6 other calamities blamed on divine retribution

By Dan Gilgoff, CNN.com Religion Editor

Age-old questions about divine punishment are back. Again.

On Tuesday, the governor of Tokyo apologized for saying the earthquake and tsunami that killed thousands of Japanese were divine retribution for national egoism.

Television and media personality Glenn Beck, meanwhile, has sent mixed messages about whether he thinks God is behind Japan's natural disaster. “I’m not saying God is, you know, causing earthquakes,” he said Monday, adding he's “not not saying that, either.”

“Whether you call it Gaia, or whether you call it Jesus, there’s a message being sent and that is, ‘Hey, you know that stuff we’re doing? Not really working out real well,’” Beck said. “Maybe we should stop doing some of it.”

Blaming human sinfulness for natural and man-made disasters is nothing new. “This kind of thinking is actually typical rather than atypical in world history,” says Stephen Prothero, a Boston University religion professor and CNN Belief Blog contributor.

Here’s a list of natural and man-made calamities that have been attributed to divine retribution for human transgression. Let us know what others should make the cut.

1. The Haiti earthquake

A day after Haiti’s devastating 2009 earthquake, U.S. Christian broadcaster Pat Robertson said the disaster was provoked by the Haitians' "pact to the devil."

The “700 Club” host said Haitians had entered that pact to gain independence from French rule in the early 1800s. “They said, 'We will serve you if you will get us free from the French.' True story,” Robertson said. “And so, the devil said, 'OK, it's a deal.' "
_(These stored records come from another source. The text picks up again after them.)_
//! Desktop simulator for the hygro-rs humidity monitor.
//!
//! Feeds a synthetic relative-humidity stream through the engine on an
//! accelerated clock and logs what the chart and the alert list would show.
//! It stands in for both the broker subscription and the renderer, neither of
//! which belongs to the engine.
//!
//! # Environment
//!
//! | Variable           | Effect                                          |
//! |--------------------|-------------------------------------------------|
//! | `HYGRO_PRESET`     | `duration` (default), `capacity` or `throttled` |
//! | `HYGRO_SIM_HOURS`  | Simulated hours to run (default 12)             |
//! | `HYGRO_UTC_OFFSET` | Minutes added to UTC for time labels            |
//! | `RUST_LOG`         | Log filter (default `info`)                     |

use std::str::FromStr;
use std::time::{Duration, Instant, SystemTime, UNIX_EPOCH};

use log::{debug, error, info, warn};

use hygro_rs::display::{format_reading, time_label};
use hygro_rs::events::{MonitorChannel, MonitorEvent};
use hygro_rs::schedule::{CLOCK_REFRESH_PERIOD, IntervalTimer, SWEEP_PERIOD};
use hygro_rs::{AdmissionResult, EngineConfig, Monitor, Status, Timestamp};

// ---------------------------------------------------------------------------
// Simulation constants
// ---------------------------------------------------------------------------

/// Real time spent per simulated step.
const FRAME_DURATION: Duration = Duration::from_millis(5);

/// Simulated time between two incoming readings.
const SIM_STEP_MS: u64 = 20 * 1000;

const HOUR_MS: u64 = 60 * 60 * 1000;

const DEFAULT_SIM_HOURS: u64 = 12;

/// Every Nth payload is malformed, the way a flaky publisher would send it.
const GARBAGE_EVERY: u64 = 41;

/// Alerts listed in the final report.
const REPORT_ALERTS: usize = 5;

// ---------------------------------------------------------------------------
// Mock data generation
// ---------------------------------------------------------------------------

/// Generates synthetic humidity payloads that drift through all three bands.
struct MockHumiditySource {
    /// Simulated seconds since start.
    elapsed_secs: f64,
    sent: u64,
}

impl MockHumiditySource {
    fn new() -> Self {
        Self {
            elapsed_secs: 0.0,
            sent: 0,
        }
    }

    /// Advance the internal clock and return the next textual payload.
    fn next_payload(&mut self, dt_secs: f64) -> String {
        self.elapsed_secs += dt_secs;
        self.sent += 1;

        if self.sent % GARBAGE_EVERY == 0 {
            return "n/a".into();
        }

        let t = self.elapsed_secs;
        // Roughly 10-60 %: dips below the band and climbs above it every few hours
        let humidity = 35.0 + 22.0 * (t / 5400.0).sin() + 3.0 * (t / 700.0).cos();
        format!("{humidity:.2}")
    }
}

// ---------------------------------------------------------------------------
// Configuration
// ---------------------------------------------------------------------------

fn config_from_env() -> EngineConfig {
    match std::env::var("HYGRO_PRESET").as_deref() {
        Ok("capacity") => EngineConfig::capacity_window(),
        Ok("throttled") => EngineConfig::throttled(),
        Ok("duration") | Err(_) => EngineConfig::duration_window(),
        Ok(other) => {
            warn!("Unknown preset {other:?}, using duration");
            EngineConfig::duration_window()
        }
    }
}

fn env_number<T: FromStr>(name: &str, default: T) -> T {
    std::env::var(name)
        .ok()
        .and_then(|value| value.parse().ok())
        .unwrap_or(default)
}

// ---------------------------------------------------------------------------
// Reporting
// ---------------------------------------------------------------------------

#[derive(Debug, Default)]
struct Counters {
    admitted: u64,
    throttled: u64,
    rejected: u64,
}

/// Log what the chart would currently show.
fn log_chart_summary(monitor: &Monitor<'_>, now: Timestamp, utc_offset: i32) {
    let series = monitor.series();
    let (Some(first), Some(last)) = (series.first(), series.last()) else {
        info!("[{}] Chart: no data", time_label(now, utc_offset));
        return;
    };

    let band = monitor.optimal_band();
    let outside = series
        .iter()
        .filter(|point| point.status != Status::Optimal)
        .count();

    info!(
        "[{}] Chart: {} points {}..{}, {} outside {:.0}-{:.0}%",
        time_label(now, utc_offset),
        series.len(),
        time_label(first.timestamp, utc_offset),
        time_label(last.timestamp, utc_offset),
        outside,
        band.low,
        band.high
    );

    if let Some(stats) = monitor.stats() {
        info!(
            "        min {} / avg {} / max {} ({})",
            format_reading(stats.min),
            format_reading(stats.avg),
            format_reading(stats.max),
            stats.status(&monitor.config().thresholds).label()
        );
    }
}

// ---------------------------------------------------------------------------
// Entry point
// ---------------------------------------------------------------------------

fn main() {
    env_logger::Builder::from_env(env_logger::Env::default().default_filter_or("info")).init();

    let config = config_from_env();
    let sim_hours: u64 = env_number("HYGRO_SIM_HOURS", DEFAULT_SIM_HOURS);
    let utc_offset: i32 = env_number("HYGRO_UTC_OFFSET", 0);

    info!("Starting hygro-rs simulator");
    info!("Simulating {} h in steps of {} s", sim_hours, SIM_STEP_MS / 1000);

    let channel = MonitorChannel::new();
    let mut alert_feed = match channel.subscriber() {
        Ok(subscriber) => subscriber,
        Err(e) => {
            error!("Failed to subscribe to monitor events: {:?}", e);
            return;
        }
    };

    let mut monitor = match Monitor::new(config) {
        Ok(monitor) => monitor.with_publisher(channel.immediate_publisher()),
        Err(e) => {
            error!("Invalid configuration: {}", e);
            return;
        }
    };

    let start: Timestamp = SystemTime::now()
        .duration_since(UNIX_EPOCH)
        .unwrap_or_default()
        .as_millis() as Timestamp;
    let end = start + sim_hours * HOUR_MS;

    let mut source = MockHumiditySource::new();
    let mut sweep_timer = IntervalTimer::new(SWEEP_PERIOD);
    let mut clock_timer = IntervalTimer::new(CLOCK_REFRESH_PERIOD);
    let mut counters = Counters::default();
    let mut reported_hours = 0;
    let mut now = start;

    // -----------------------------------------------------------------------
    // Main loop
    // -----------------------------------------------------------------------
    while now < end {
        let frame_start = Instant::now();

        // --- Incoming reading ---------------------------------------------
        let payload = source.next_payload(SIM_STEP_MS as f64 / 1000.0);
        match monitor.ingest(payload.as_str(), now) {
            AdmissionResult::Admitted { sample, .. } => {
                counters.admitted += 1;
                debug!("{}", sample);
            }
            AdmissionResult::Throttled { value } => {
                counters.throttled += 1;
                debug!("Throttled {}", format_reading(value));
            }
            AdmissionResult::Rejected(reason) => {
                counters.rejected += 1;
                warn!("Dropped payload {:?}: {}", payload, reason);
            }
        }

        // --- Alert list ---------------------------------------------------
        while let Some(event) = alert_feed.try_next_message_pure() {
            match event {
                MonitorEvent::Alert(alert) => {
                    warn!("{} at {}", alert, time_label(alert.timestamp, utc_offset));
                }
                MonitorEvent::Evicted { count, at } => {
                    debug!("Evicted {} samples at {}", count, time_label(at, utc_offset));
                }
                MonitorEvent::Admitted(_) => {}
            }
        }

        // --- Periodic tasks -----------------------------------------------
        if sweep_timer.poll(now) {
            monitor.sweep(now);
        }

        if clock_timer.poll(now)
            && let Some(latest) = monitor.latest()
        {
            debug!(
                "[{}] Current {} ({})",
                time_label(now, utc_offset),
                format_reading(latest.value),
                latest.status.label()
            );
        }

        let hours = (now - start) / HOUR_MS;
        if hours > reported_hours {
            reported_hours = hours;
            log_chart_summary(&monitor, now, utc_offset);
        }

        now += SIM_STEP_MS;

        // --- Frame pacing -------------------------------------------------
        let elapsed = frame_start.elapsed();
        if elapsed < FRAME_DURATION {
            std::thread::sleep(FRAME_DURATION - elapsed);
        }
    }

    log_chart_summary(&monitor, now, utc_offset);
    info!(
        "Readings: {} admitted, {} throttled, {} rejected",
        counters.admitted, counters.throttled, counters.rejected
    );
    info!("Alerts retained: {}", monitor.alert_log().len());
    for alert in monitor.alerts().take(REPORT_ALERTS) {
        info!("  {}", alert);
    }

    info!("Simulator exiting");
}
“Ever since,” Robertson continued, "they have been cursed by one thing after the other." The magnitude 7.0 earthquake claimed more than 200,000 lives.

2. Hurricane Katrina

A handful of politically conservative Christians blamed 2005’s Hurricane Katrina - which struck New Orleans, Louisiana, and left more than 1,800 dead - on the Crescent City’s embrace of gay pride events.

“All hurricanes are acts of God, because God controls the heavens,” John Hagee, a Texas-based evangelical pastor who leads the Christian Zionist movement in the United States, said after Katrina. “I believe that New Orleans had a level of sin that was offensive to God, and they are - were recipients of the judgment of God for that."

3. The September 11 attacks

Two days after the terrorist attacks in New York and Washington, the Rev. Jerry Falwell said the attacks were, at least in part, God’s judgment on those who would secularize American public life.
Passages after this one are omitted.